#[cfg(test)]
mod tests {
    use super::*;

    #[test]
    fn test_config_default() {
        let config = ExternalSealerConfig::default();
        assert_eq!(config.binary, PathBuf::from("fil-sealer"));
        assert!(config.extra_args.is_empty());
    }

    #[test]
    fn test_config_builder() {
        let config = ExternalSealerConfig::new("/usr/local/bin/sealer")
            .with_arg_string("--threads 8 --label 'bench run'")
            .unwrap()
            .with_timeout(Duration::from_secs(60));

        assert_eq!(config.binary, PathBuf::from("/usr/local/bin/sealer"));
        assert_eq!(config.extra_args, vec!["--threads", "8", "--label", "bench run"]);
        assert_eq!(config.timeout, Duration::from_secs(60));
        assert!(ExternalSealerConfig::default().with_arg_string("'open").is_err());
    }

    #[test]
    fn test_command_line() {
        let store = SectorStore::new("/tmp/bench");
        let mut env = BTreeMap::new();
        env.insert("BELLMAN_NO_GPU".to_string(), "1".to_string());
        let sealer = ExternalSealer::new(
            ExternalSealerConfig::new("sealer").with_args(vec!["-v".into()]).with_env(env),
            store,
        );
        let cmd = sealer.command("precommit1");
        let args: Vec<_> = cmd.get_args().map(|a| a.to_string_lossy().into_owned()).collect();
        assert_eq!(args, vec!["-v", "--storage-dir", "/tmp/bench", "precommit1"]);
        let envs: Vec<_> = cmd.get_envs().collect();
        assert_eq!(envs.len(), 1);
        assert_eq!(sealer.name(), "external");
    }

    #[test]
    fn test_missing_binary_fails() {
        let dir = tempfile::tempdir().unwrap();
        let store = SectorStore::open(dir.path()).unwrap();
        let sealer = ExternalSealer::new(
            ExternalSealerConfig::new(dir.path().join("no-such-sealer")),
            store,
        );
        let sector = SectorRef::new(
            ActorId(1000),
            crate::core::SectorNumber(0),
            crate::core::SectorSize::KIB_2,
        )
        .unwrap();
        assert!(sealer.finalize_sector(&sector).is_err());
    }

    #[cfg(unix)]
    #[test]
    fn test_json_round_trip_through_script() {
        use std::os::unix::fs::PermissionsExt;

        let dir = tempfile::tempdir().unwrap();
        let script = dir.path().join("sealer.sh");
        std::fs::write(&script, "#!/bin/sh\ncat > /dev/null\necho '{\"valid\": true}'\n").unwrap();
        std::fs::set_permissions(&script, std::fs::Permissions::from_mode(0o755)).unwrap();

        let store = SectorStore::open(dir.path().join("store")).unwrap();
        let sealer = ExternalSealer::new(ExternalSealerConfig::new(&script), store);
        let info = PoStVerifyInfo {
            randomness: [0u8; 32],
            proofs: Vec::new(),
            challenged_sectors: Vec::new(),
            prover: ActorId(1000),
        };
        assert!(sealer.verify_window_post(&info).unwrap());
    }
}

· · · · · · ·

=== Directions ===
Return the listing in full, exactly.

=== Answer ===
#[cfg(test)]
mod tests {
    use super::*;

    #[test]
    fn test_config_default() {
        let config = ExternalSealerConfig::default();
        assert_eq!(config.binary, PathBuf::from("fil-sealer"));
        assert!(config.extra_args.is_empty());
    }

    #[test]
    fn test_config_builder() {
        let config = ExternalSealerConfig::new("/usr/local/bin/sealer")
            .with_arg_string("--threads 8 --label 'bench run'")
            .unwrap()
            .with_timeout(Duration::from_secs(60));

        assert_eq!(config.binary, PathBuf::from("/usr/local/bin/sealer"));
        assert_eq!(config.extra_args, vec!["--threads", "8", "--label", "bench run"]);
        assert_eq!(config.timeout, Duration::from_secs(60));
        assert!(ExternalSealerConfig::default().with_arg_string("'open").is_err());
    }

    #[test]
    fn test_command_line() {
        let store = SectorStore::new("/tmp/bench");
        let mut env = BTreeMap::new();
        env.insert("BELLMAN_NO_GPU".to_string(), "1".to_string());
        let sealer = ExternalSealer::new(
            ExternalSealerConfig::new("sealer").with_args(vec!["-v".into()]).with_env(env),
            store,
        );
        let cmd = sealer.command("precommit1");
        let args: Vec<_> = cmd.get_args().map(|a| a.to_string_lossy().into_owned()).collect();
        assert_eq!(args, vec!["-v", "--storage-dir", "/tmp/bench", "precommit1"]);
        let envs: Vec<_> = cmd.get_envs().collect();
        assert_eq!(envs.len(), 1);
        assert_eq!(sealer.name(), "external");
    }

    #[test]
    fn test_missing_binary_fails() {
        let dir = tempfile::tempdir().unwrap();
        let store = SectorStore::open(dir.path()).unwrap();
        let sealer = ExternalSealer::new(
            ExternalSealerConfig::new(dir.path().join("no-such-sealer")),
            store,
        );
        let sector = SectorRef::new(
            ActorId(1000),
            crate::core::SectorNumber(0),
            crate::core::SectorSize::KIB_2,
        )
        .unwrap();
        assert!(sealer.finalize_sector(&sector).is_err());
    }

    #[cfg(unix)]
    #[test]
    fn test_json_round_trip_through_script() {
        use std::os::unix::fs::PermissionsExt;

        let dir = tempfile::tempdir().unwrap();
        let script = dir.path().join("sealer.sh");
        std::fs::write(&script, "#!/bin/sh\ncat > /dev/null\necho '{\"valid\": true}'\n").unwrap();
        std::fs::set_permissions(&script, std::fs::Permissions::from_mode(0o755)).unwrap();

        let store = SectorStore::open(dir.path().join("store")).unwrap();
        let sealer = ExternalSealer::new(ExternalSealerConfig::new(&script), store);
        let info = PoStVerifyInfo {
            randomness: [0u8; 32],
            proofs: Vec::new(),
            challenged_sectors: Vec::new(),
            prover: ActorId(1000),
        };
        assert!(sealer.verify_window_post(&info).unwrap());
    }
}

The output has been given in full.